(Stored data entries)
=======

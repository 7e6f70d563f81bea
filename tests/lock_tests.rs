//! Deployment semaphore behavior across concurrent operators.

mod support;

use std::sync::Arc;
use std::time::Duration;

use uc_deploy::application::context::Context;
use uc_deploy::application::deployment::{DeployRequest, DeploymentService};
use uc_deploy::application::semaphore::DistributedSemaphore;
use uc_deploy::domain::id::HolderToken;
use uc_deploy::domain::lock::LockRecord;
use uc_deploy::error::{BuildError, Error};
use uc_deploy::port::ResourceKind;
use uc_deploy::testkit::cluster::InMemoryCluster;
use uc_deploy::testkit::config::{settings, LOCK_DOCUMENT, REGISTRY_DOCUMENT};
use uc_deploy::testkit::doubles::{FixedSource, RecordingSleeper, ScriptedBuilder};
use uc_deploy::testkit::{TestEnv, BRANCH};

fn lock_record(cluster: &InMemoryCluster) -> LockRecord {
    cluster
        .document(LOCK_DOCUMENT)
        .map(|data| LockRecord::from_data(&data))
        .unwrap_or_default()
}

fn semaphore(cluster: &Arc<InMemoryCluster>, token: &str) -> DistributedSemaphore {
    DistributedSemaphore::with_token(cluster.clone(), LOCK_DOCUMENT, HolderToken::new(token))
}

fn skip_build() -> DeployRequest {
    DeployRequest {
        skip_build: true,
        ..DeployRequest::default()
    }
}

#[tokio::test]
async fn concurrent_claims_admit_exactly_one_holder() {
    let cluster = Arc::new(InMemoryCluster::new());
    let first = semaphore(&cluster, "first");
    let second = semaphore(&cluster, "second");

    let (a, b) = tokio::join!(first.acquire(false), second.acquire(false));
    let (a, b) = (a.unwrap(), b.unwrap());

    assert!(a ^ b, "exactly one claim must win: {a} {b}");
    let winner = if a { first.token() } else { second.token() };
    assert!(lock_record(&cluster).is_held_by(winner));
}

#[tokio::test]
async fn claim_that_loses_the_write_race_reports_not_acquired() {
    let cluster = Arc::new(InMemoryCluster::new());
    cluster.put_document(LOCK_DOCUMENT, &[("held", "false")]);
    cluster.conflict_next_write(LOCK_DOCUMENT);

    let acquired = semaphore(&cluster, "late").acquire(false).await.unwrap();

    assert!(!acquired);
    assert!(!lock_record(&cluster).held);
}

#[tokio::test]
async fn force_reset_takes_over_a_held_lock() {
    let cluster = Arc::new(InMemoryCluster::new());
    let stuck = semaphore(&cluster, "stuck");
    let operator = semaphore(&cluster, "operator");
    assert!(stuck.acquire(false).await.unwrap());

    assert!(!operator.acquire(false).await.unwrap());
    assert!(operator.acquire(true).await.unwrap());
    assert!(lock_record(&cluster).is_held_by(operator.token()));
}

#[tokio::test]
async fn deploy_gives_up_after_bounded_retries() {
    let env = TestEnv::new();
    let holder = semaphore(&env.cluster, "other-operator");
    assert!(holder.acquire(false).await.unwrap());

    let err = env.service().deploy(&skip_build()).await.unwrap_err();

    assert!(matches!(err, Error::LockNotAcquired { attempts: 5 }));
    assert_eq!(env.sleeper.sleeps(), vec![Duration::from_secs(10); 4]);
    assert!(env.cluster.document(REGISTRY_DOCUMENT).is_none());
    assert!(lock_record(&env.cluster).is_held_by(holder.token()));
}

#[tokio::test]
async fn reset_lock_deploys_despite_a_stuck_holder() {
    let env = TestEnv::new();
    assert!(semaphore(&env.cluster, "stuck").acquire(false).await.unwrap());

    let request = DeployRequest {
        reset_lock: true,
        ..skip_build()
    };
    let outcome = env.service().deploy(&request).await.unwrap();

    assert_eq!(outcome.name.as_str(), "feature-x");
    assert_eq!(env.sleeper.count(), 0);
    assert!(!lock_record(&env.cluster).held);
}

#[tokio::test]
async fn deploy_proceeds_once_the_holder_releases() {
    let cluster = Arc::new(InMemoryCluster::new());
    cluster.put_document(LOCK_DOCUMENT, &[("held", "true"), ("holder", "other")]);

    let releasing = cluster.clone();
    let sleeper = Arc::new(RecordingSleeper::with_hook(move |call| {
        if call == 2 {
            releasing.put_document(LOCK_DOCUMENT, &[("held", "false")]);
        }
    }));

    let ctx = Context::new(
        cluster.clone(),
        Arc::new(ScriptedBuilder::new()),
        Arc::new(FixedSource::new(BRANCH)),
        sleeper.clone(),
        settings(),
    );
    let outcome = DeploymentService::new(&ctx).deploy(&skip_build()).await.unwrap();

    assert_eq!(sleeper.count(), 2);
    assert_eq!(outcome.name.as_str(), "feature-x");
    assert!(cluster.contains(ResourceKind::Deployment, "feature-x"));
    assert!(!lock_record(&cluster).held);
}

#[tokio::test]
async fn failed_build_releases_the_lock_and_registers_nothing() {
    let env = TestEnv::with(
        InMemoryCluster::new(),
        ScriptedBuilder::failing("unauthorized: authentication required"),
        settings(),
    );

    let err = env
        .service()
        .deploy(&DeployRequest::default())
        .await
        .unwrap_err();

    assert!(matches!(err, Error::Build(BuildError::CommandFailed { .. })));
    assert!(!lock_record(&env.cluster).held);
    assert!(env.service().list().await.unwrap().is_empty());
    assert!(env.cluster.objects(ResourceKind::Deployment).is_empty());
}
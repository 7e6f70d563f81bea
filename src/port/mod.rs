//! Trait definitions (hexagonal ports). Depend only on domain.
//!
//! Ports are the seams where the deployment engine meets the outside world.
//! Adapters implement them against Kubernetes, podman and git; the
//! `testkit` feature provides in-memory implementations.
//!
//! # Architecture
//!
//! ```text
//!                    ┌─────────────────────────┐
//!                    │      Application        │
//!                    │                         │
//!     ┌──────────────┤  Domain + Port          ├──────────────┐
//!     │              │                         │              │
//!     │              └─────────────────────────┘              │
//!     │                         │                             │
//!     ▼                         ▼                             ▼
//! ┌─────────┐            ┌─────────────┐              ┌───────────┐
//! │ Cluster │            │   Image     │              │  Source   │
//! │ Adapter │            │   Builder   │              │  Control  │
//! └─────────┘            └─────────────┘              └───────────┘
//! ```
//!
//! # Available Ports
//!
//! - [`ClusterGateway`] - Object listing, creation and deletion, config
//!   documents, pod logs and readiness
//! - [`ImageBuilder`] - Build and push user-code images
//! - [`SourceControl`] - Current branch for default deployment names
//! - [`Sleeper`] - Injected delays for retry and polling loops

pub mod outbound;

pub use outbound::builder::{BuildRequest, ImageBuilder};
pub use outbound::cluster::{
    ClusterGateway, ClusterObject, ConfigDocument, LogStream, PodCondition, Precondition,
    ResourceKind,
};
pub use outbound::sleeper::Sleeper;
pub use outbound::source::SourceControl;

=======

WORK TO BE COMPLETED: Copy the data exactly as it was presented.

EXERCISE ANSWER:
repository 7e6f70d563f81bea
filename tests/lock_tests.rs
//! Deployment semaphore behavior across concurrent operators.

mod support;

use std::sync::Arc;
use std::time::Duration;

use uc_deploy::application::context::Context;
use uc_deploy::application::deployment::{DeployRequest, DeploymentService};
use uc_deploy::application::semaphore::DistributedSemaphore;
use uc_deploy::domain::id::HolderToken;
use uc_deploy::domain::lock::LockRecord;
use uc_deploy::error::{BuildError, Error};
use uc_deploy::port::ResourceKind;
use uc_deploy::testkit::cluster::InMemoryCluster;
use uc_deploy::testkit::config::{settings, LOCK_DOCUMENT, REGISTRY_DOCUMENT};
use uc_deploy::testkit::doubles::{FixedSource, RecordingSleeper, ScriptedBuilder};
use uc_deploy::testkit::{TestEnv, BRANCH};

fn lock_record(cluster: &InMemoryCluster) -> LockRecord {
    cluster
        .document(LOCK_DOCUMENT)
        .map(|data| LockRecord::from_data(&data))
        .unwrap_or_default()
}

fn semaphore(cluster: &Arc<InMemoryCluster>, token: &str) -> DistributedSemaphore {
    DistributedSemaphore::with_token(cluster.clone(), LOCK_DOCUMENT, HolderToken::new(token))
}

fn skip_build() -> DeployRequest {
    DeployRequest {
        skip_build: true,
        ..DeployRequest::default()
    }
}

#[tokio::test]
async fn concurrent_claims_admit_exactly_one_holder() {
    let cluster = Arc::new(InMemoryCluster::new());
    let first = semaphore(&cluster, "first");
    let second = semaphore(&cluster, "second");

    let (a, b) = tokio::join!(first.acquire(false), second.acquire(false));
    let (a, b) = (a.unwrap(), b.unwrap());

    assert!(a ^ b, "exactly one claim must win: {a} {b}");
    let winner = if a { first.token() } else { second.token() };
    assert!(lock_record(&cluster).is_held_by(winner));
}

#[tokio::test]
async fn claim_that_loses_the_write_race_reports_not_acquired() {
    let cluster = Arc::new(InMemoryCluster::new());
    cluster.put_document(LOCK_DOCUMENT, &[("held", "false")]);
    cluster.conflict_next_write(LOCK_DOCUMENT);

    let acquired = semaphore(&cluster, "late").acquire(false).await.unwrap();

    assert!(!acquired);
    assert!(!lock_record(&cluster).held);
}

#[tokio::test]
async fn force_reset_takes_over_a_held_lock() {
    let cluster = Arc::new(InMemoryCluster::new());
    let stuck = semaphore(&cluster, "stuck");
    let operator = semaphore(&cluster, "operator");
    assert!(stuck.acquire(false).await.unwrap());

    assert!(!operator.acquire(false).await.unwrap());
    assert!(operator.acquire(true).await.unwrap());
    assert!(lock_record(&cluster).is_held_by(operator.token()));
}

#[tokio::test]
async fn deploy_gives_up_after_bounded_retries() {
    let env = TestEnv::new();
    let holder = semaphore(&env.cluster, "other-operator");
    assert!(holder.acquire(false).await.unwrap());

    let err = env.service().deploy(&skip_build()).await.unwrap_err();

    assert!(matches!(err, Error::LockNotAcquired { attempts: 5 }));
    assert_eq!(env.sleeper.sleeps(), vec![Duration::from_secs(10); 4]);
    assert!(env.cluster.document(REGISTRY_DOCUMENT).is_none());
    assert!(lock_record(&env.cluster).is_held_by(holder.token()));
}

#[tokio::test]
async fn reset_lock_deploys_despite_a_stuck_holder() {
    let env = TestEnv::new();
    assert!(semaphore(&env.cluster, "stuck").acquire(false).await.unwrap());

    let request = DeployRequest {
        reset_lock: true,
        ..skip_build()
    };
    let outcome = env.service().deploy(&request).await.unwrap();

    assert_eq!(outcome.name.as_str(), "feature-x");
    assert_eq!(env.sleeper.count(), 0);
    assert!(!lock_record(&env.cluster).held);
}

#[tokio::test]
async fn deploy_proceeds_once_the_holder_releases() {
    let cluster = Arc::new(InMemoryCluster::new());
    cluster.put_document(LOCK_DOCUMENT, &[("held", "true"), ("holder", "other")]);

    let releasing = cluster.clone();
    let sleeper = Arc::new(RecordingSleeper::with_hook(move |call| {
        if call == 2 {
            releasing.put_document(LOCK_DOCUMENT, &[("held", "false")]);
        }
    }));

    let ctx = Context::new(
        cluster.clone(),
        Arc::new(ScriptedBuilder::new()),
        Arc::new(FixedSource::new(BRANCH)),
        sleeper.clone(),
        settings(),
    );
    let outcome = DeploymentService::new(&ctx).deploy(&skip_build()).await.unwrap();

    assert_eq!(sleeper.count(), 2);
    assert_eq!(outcome.name.as_str(), "feature-x");
    assert!(cluster.contains(ResourceKind::Deployment, "feature-x"));
    assert!(!lock_record(&cluster).held);
}

#[tokio::test]
async fn failed_build_releases_the_lock_and_registers_nothing() {
    let env = TestEnv::with(
        InMemoryCluster::new(),
        ScriptedBuilder::failing("unauthorized: authentication required"),
        settings(),
    );

    let err = env
        .service()
        .deploy(&DeployRequest::default())
        .await
        .unwrap_err();

    assert!(matches!(err, Error::Build(BuildError::CommandFailed { .. })));
    assert!(!lock_record(&env.cluster).held);
    assert!(env.service().list().await.unwrap().is_empty());
    assert!(env.cluster.objects(ResourceKind::Deployment).is_empty());
}
repository 7e6f70d563f81bea
filename src/port/mod.rs
//! Trait definitions (hexagonal ports). Depend only on domain.
//!
//! Ports are the seams where the deployment engine meets the outside world.
//! Adapters implement them against Kubernetes, podman and git; the
//! `testkit` feature provides in-memory implementations.
//!
//! # Architecture
//!
//! ```text
//!                    ┌─────────────────────────┐
//!                    │      Application        │
//!                    │                         │
//!     ┌──────────────┤  Domain + Port          ├──────────────┐
//!     │              │                         │              │
//!     │              └─────────────────────────┘              │
//!     │                         │                             │
//!     ▼                         ▼                             ▼
//! ┌─────────┐            ┌─────────────┐              ┌───────────┐
//! │ Cluster │            │   Image     │              │  Source   │
//! │ Adapter │            │   Builder   │              │  Control  │
//! └─────────┘            └─────────────┘              └───────────┘
//! ```
//!
//! # Available Ports
//!
//! - [`ClusterGateway`] - Object listing, creation and deletion, config
//!   documents, pod logs and readiness
//! - [`ImageBuilder`] - Build and push user-code images
//! - [`SourceControl`] - Current branch for default deployment names
//! - [`Sleeper`] - Injected delays for retry and polling loops

pub mod outbound;

pub use outbound::builder::{BuildRequest, ImageBuilder};
pub use outbound::cluster::{
    ClusterGateway, ClusterObject, ConfigDocument, LogStream, PodCondition, Precondition,
    ResourceKind,
};
pub use outbound::sleeper::Sleeper;
pub use outbound::source::SourceControl;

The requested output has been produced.